Finisce con il botto l’ultima analisi settimanale del mese di maggio condotta dal CERT-AgID su phishing, malware e temi sfruttati nello scenario italiano. Si contano ben 40 campagne malevole, con 1301 indicatori di compromissione (IoC).
Vediamo di seguito il dettaglio.
6 i temi sfruttati per veicolare le campagne malevole sul territorio italiano: Banking (phishing), Pagamenti (AgentTesla, Ursnif e Quasar), Ordine (AgentTesla e Avemaria), Resend, Agenzia delle Entrate e Delivery.
5 le famiglie di malware: AgentTesla, Qakbot, Quasar, Ursnif, Avemaria.
32 le campagne di phishing (e smishing) con 13 brand coinvolti che interessano principalmente il settore bancario.

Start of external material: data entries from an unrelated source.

//! Signup event consumer.
//!
//! One long-lived worker per process runs a strictly sequential loop:
//!
//! ```text
//! Idle -> Reading -> Processing -> Committing -> Reading -> ...
//!            |
//!            +-> Stopped (cancellation)
//! ```
//!
//! A record's read position is committed only after its credential has been
//! persisted (or the record has been deliberately discarded). Any failure in
//! between rewinds the reader to the failed offset, so the record is
//! redelivered after a bounded backoff and no later offset of that partition
//! is committed first. Delivery is at-least-once; re-issuing a credential is
//! idempotent.
//!
//! Cancellation is observed only while waiting for a record or backing off,
//! so an in-flight record always finishes committing before the loop exits.

use crate::config::{CommitPolicy, Config};
use crate::credentials::CredentialIssuer;
use crate::errors::PipelineError;
use crate::log::{EventLog, FetchSettings, GroupReader, LogError, LogRecord};
use crate::models::{SignupEvent, UserId};
use crate::observability::metrics::{
    record_commit, record_event_processed, record_persist_error, record_read_error,
    record_records_lost, set_consecutive_failures,
};
use crate::observability::{hash_for_correlation, ConsumerHealth, ConsumerState};
use crate::repositories::UserStore;
use crate::services::trimmer::RetentionTrimmer;
use chrono::{DateTime, Utc};
use std::sync::Arc;
use std::time::{Duration, Instant};
use tokio_util::sync::CancellationToken;
use tracing::{debug, error, info, instrument, warn};

#[derive(Debug, Clone)]
pub struct ConsumerSettings {
    pub topic: String,
    pub group_id: String,
    pub fetch: FetchSettings,
    pub commit_policy: CommitPolicy,
    pub retry_initial_backoff: Duration,
    pub retry_max_backoff: Duration,
}

impl ConsumerSettings {
    pub fn from_config(config: &Config) -> Self {
        Self {
            topic: config.topic.clone(),
            group_id: config.group_id.clone(),
            fetch: FetchSettings::from_config(config),
            commit_policy: config.commit_policy,
            retry_initial_backoff: config.retry_initial_backoff,
            retry_max_backoff: config.retry_max_backoff,
        }
    }
}

/// Why a record was committed without issuing a credential.
#[derive(Debug, Clone, Copy, PartialEq, Eq)]
pub enum DiscardReason {
    /// No live user has the announced identity.
    UserNotFound,
    /// Key or value is not UTF-8.
    Undecodable,
}

/// Result of processing one record. Both variants are committed.
#[derive(Debug, Clone, Copy, PartialEq, Eq)]
pub enum ProcessOutcome {
    Issued {
        user_id: UserId,
        expires_at: DateTime<Utc>,
    },
    Discarded(DiscardReason),
}

impl ProcessOutcome {
    fn label(&self) -> &'static str {
        match self {
            ProcessOutcome::Issued { .. } => "issued",
            ProcessOutcome::Discarded(DiscardReason::UserNotFound) => "discarded_user_not_found",
            ProcessOutcome::Discarded(DiscardReason::Undecodable) => "discarded_undecodable",
        }
    }
}

/// Exponential backoff: initial, doubling, capped at max.
#[derive(Debug)]
struct Backoff {
    initial: Duration,
    max: Duration,
    current: Duration,
}

impl Backoff {
    fn new(initial: Duration, max: Duration) -> Self {
        Self {
            initial,
            max,
            current: initial,
        }
    }

    fn next_delay(&mut self) -> Duration {
        let delay = self.current;
        self.current = (self.current * 2).min(self.max);
        delay
    }

    fn reset(&mut self) {
        self.current = self.initial;
    }
}

pub struct SignupConsumer {
    reader: GroupReader,
    users: Arc<dyn UserStore>,
    issuer: CredentialIssuer,
    /// Present under [`CommitPolicy::CommitAndTrim`].
    trimmer: Option<RetentionTrimmer>,
    health: Arc<ConsumerHealth>,
    backoff: Backoff,
}

impl SignupConsumer {
    /// Join the consumer group and prepare the worker. Reading starts in
    /// [`SignupConsumer::run`].
    pub async fn join(
        log: Arc<dyn EventLog>,
        users: Arc<dyn UserStore>,
        issuer: CredentialIssuer,
        settings: ConsumerSettings,
        health: Arc<ConsumerHealth>,
    ) -> Result<Self, PipelineError> {
        let reader = GroupReader::join(
            Arc::clone(&log),
            &settings.topic,
            &settings.group_id,
            settings.fetch,
        )
        .await?;

        let trimmer = match settings.commit_policy {
            CommitPolicy::Commit => None,
            CommitPolicy::CommitAndTrim => Some(RetentionTrimmer::new(log, settings.topic.clone())),
        };

        health.set_state(ConsumerState::Idle);

        Ok(Self {
            reader,
            users,
            issuer,
            trimmer,
            health,
            backoff: Backoff::new(settings.retry_initial_backoff, settings.retry_max_backoff),
        })
    }

    pub fn health(&self) -> Arc<ConsumerHealth> {
        Arc::clone(&self.health)
    }

    /// Process one record: resolve the user and persist a fresh credential.
    ///
    /// # Errors
    ///
    /// Store failures (retry by redelivery) and `Fatal` from the issuer.
    pub async fn handle_record(
        &self,
        record: &LogRecord,
        now: DateTime<Utc>,
    ) -> Result<ProcessOutcome, PipelineError> {
        let event = match SignupEvent::from_record(record) {
            Ok(event) => event,
            Err(e) => {
                warn!(
                    target: "provisioner.consumer",
                    partition = record.partition,
                    offset = record.offset,
                    error = %e,
                    "Discarding undecodable signup event"
                );
                return Ok(ProcessOutcome::Discarded(DiscardReason::Undecodable));
            }
        };
        let identity_hash = hash_for_correlation(event.identity());

        let Some(user) = self.users.find_by_identity(event.identity()).await? else {
            info!(
                target: "provisioner.consumer",
                identity_hash = %identity_hash,
                partition = event.partition,
                offset = event.offset,
                "Discarding signup event: user not found"
            );
            return Ok(ProcessOutcome::Discarded(DiscardReason::UserNotFound));
        };

        let credential = self.issuer.issue(user.user_id, now)?;

        match self.users.save_credential(user.user_id, &credential).await {
            Ok(()) => {
                debug!(
                    target: "provisioner.consumer",
                    user_id = %user.user_id,
                    partition = event.partition,
                    offset = event.offset,
                    expires_at = %credential.expires_at,
                    "Stored session credential"
                );
                Ok(ProcessOutcome::Issued {
                    user_id: user.user_id,
                    expires_at: credential.expires_at,
                })
            }
            // Deleted between lookup and write
            Err(PipelineError::NotFound(_)) => {
                info!(
                    target: "provisioner.consumer",
                    identity_hash = %identity_hash,
                    user_id = %user.user_id,
                    "Discarding signup event: user removed before credential was stored"
                );
                Ok(ProcessOutcome::Discarded(DiscardReason::UserNotFound))
            }
            Err(e) => Err(e),
        }
    }

    /// Run until `cancel` fires.
    ///
    /// # Errors
    ///
    /// Only `Fatal` conditions end the worker with an error: a signing
    /// failure or a log client that was closed underneath it.
    #[instrument(skip_all, name = "provisioner.consumer.run")]
    pub async fn run(mut self, cancel: CancellationToken) -> Result<(), PipelineError> {
        info!(
            target: "provisioner.consumer",
            topic = %self.reader.topic(),
            group = %self.reader.group(),
            commit_and_trim = self.trimmer.is_some(),
            "Starting signup consumer"
        );

        let result = self.run_loop(&cancel).await;
        self.health.set_state(ConsumerState::Stopped);

        match &result {
            Ok(()) => info!(target: "provisioner.consumer", "Signup consumer stopped"),
            Err(e) => error!(target: "provisioner.consumer", error = %e, "Signup consumer failed"),
        }
        result
    }

    async fn run_loop(&mut self, cancel: &CancellationToken) -> Result<(), PipelineError> {
        loop {
            // Reading
            self.health.set_state(ConsumerState::Reading);
            let next = tokio::select! {
                biased;
                () = cancel.cancelled() => return Ok(()),
                next = self.reader.next_record() => next,
            };

            let record = match next {
                Ok(Some(record)) => record,
                Ok(None) => {
                    self.mark_healthy();
                    continue;
                }
                Err(LogError::OffsetOutOfRange {
                    partition,
                    requested,
                    earliest,
                    latest,
                    ..
                }) => {
                    let lost = (earliest - requested).max(0);
                    warn!(
                        target: "provisioner.consumer",
                        partition = partition,
                        requested = requested,
                        earliest = earliest,
                        latest = latest,
                        records_lost = lost,
                        "Read position outside retained log; resetting to earliest offset"
                    );
                    record_records_lost(partition, lost);
                    if let Err(e) = self.reader.reset_to_earliest(partition).await {
                        fail_if_closed(&e)?;
                        record_read_error();
                        if !self.pause(cancel, "reset read position", &e).await {
                            return Ok(());
                        }
                    }
                    continue;
                }
                Err(e) => {
                    fail_if_closed(&e)?;
                    record_read_error();
                    if !self.pause(cancel, "read", &e).await {
                        return Ok(());
                    }
                    continue;
                }
            };

            // Processing
            self.health.set_state(ConsumerState::Processing);
            let started = Instant::now();
            let outcome = match self.handle_record(&record, Utc::now()).await {
                Ok(outcome) => outcome,
                Err(e @ PipelineError::Fatal(_)) => return Err(e),
                Err(e) => {
                    record_persist_error();
                    self.reader.seek(record.partition, record.offset);
                    if !self.pause(cancel, "process", &e).await {
                        return Ok(());
                    }
                    continue;
                }
            };
            record_event_processed(outcome.label(), started.elapsed());
            match outcome {
                ProcessOutcome::Issued { .. } => self.health.record_processed(),
                ProcessOutcome::Discarded(_) => self.health.record_discarded(),
            }

            // Committing
            self.health.set_state(ConsumerState::Committing);
            if let Err(e) = self.reader.commit(&record).await {
                fail_if_closed(&e)?;
                record_commit("error");
                self.reader.seek(record.partition, record.offset);
                if !self.pause(cancel, "commit", &e).await {
                    return Ok(());
                }
                continue;
            }
            record_commit("success");
            self.health.record_commit();
            self.mark_healthy();

            if let Some(trimmer) = &self.trimmer {
                // The record is already committed; a failed trim is retried
                // implicitly by the next commit.
                if let Err(e) = trimmer.trim_to_committed(record.partition).await {
                    warn!(
                        target: "provisioner.consumer",
                        partition = record.partition,
                        error = %e,
                        "Retention trim after commit failed"
                    );
                }
            }
        }
    }

    fn mark_healthy(&mut self) {
        if self.health.consecutive_failures() > 0 {
            self.health.record_success();
            set_consecutive_failures(0);
        }
        self.backoff.reset();
    }

    /// Count a failure and back off. Returns `false` if cancelled meanwhile.
    async fn pause(
        &mut self,
        cancel: &CancellationToken,
        stage: &'static str,
        error: &(dyn std::fmt::Display + Sync),
    ) -> bool {
        let failures = self.health.record_failure();
        set_consecutive_failures(failures);
        let delay = self.backoff.next_delay();

        warn!(
            target: "provisioner.consumer",
            stage = stage,
            error = %error,
            consecutive_failures = failures,
            backoff_ms = u64::try_from(delay.as_millis()).unwrap_or(u64::MAX),
            "Consumer step failed; retrying after backoff"
        );

        tokio::select! {
            biased;
            () = cancel.cancelled() => false,
            () = tokio::time::sleep(delay) => true,
        }
    }
}

/// A closed log client cannot recover; stop the worker.
fn fail_if_closed(e: &LogError) -> Result<(), PipelineError> {
    if matches!(e, LogError::Closed) {
        return Err(PipelineError::Fatal(e.to_string()));
    }
    Ok(())
}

“Con una campagna in particolare, a tema Agenzia Entrate“, si legge nel rapporto, “veicolata tramite email con allegato PDF con link che rimanda ad una pagina in cui viene richiesto di inserire le credenziali di accesso della propria webmail“.
10 i formati di file utilizzati per veicolare i malware: PDF (Ursnif, QBot, Quasar), js (Quasar, QBot), zip (Ursnif, QBot), ps1, 7z (AgentTesla), XLS (AveMaria), HTML, tgz (AgentTesla), vbs, lha (AgentTesla)
Degna di nota infine la campagna italiana Ursnif a tema Pagamenti con citazione BRT e Agenzia delle Entrate, la cui particolarità risiede nel meccanismo di “decodifica a tempo” del dropper, un modo efficace per evitare analisi automatiche. L’email allega un PDF con un link che punta al download di un archivio ZIP contenente il dropper di Ursnif.
In questi casi si consiglia sempre di verificare la propria posizione contattando i canali ufficiali delle presunte entità mittenti.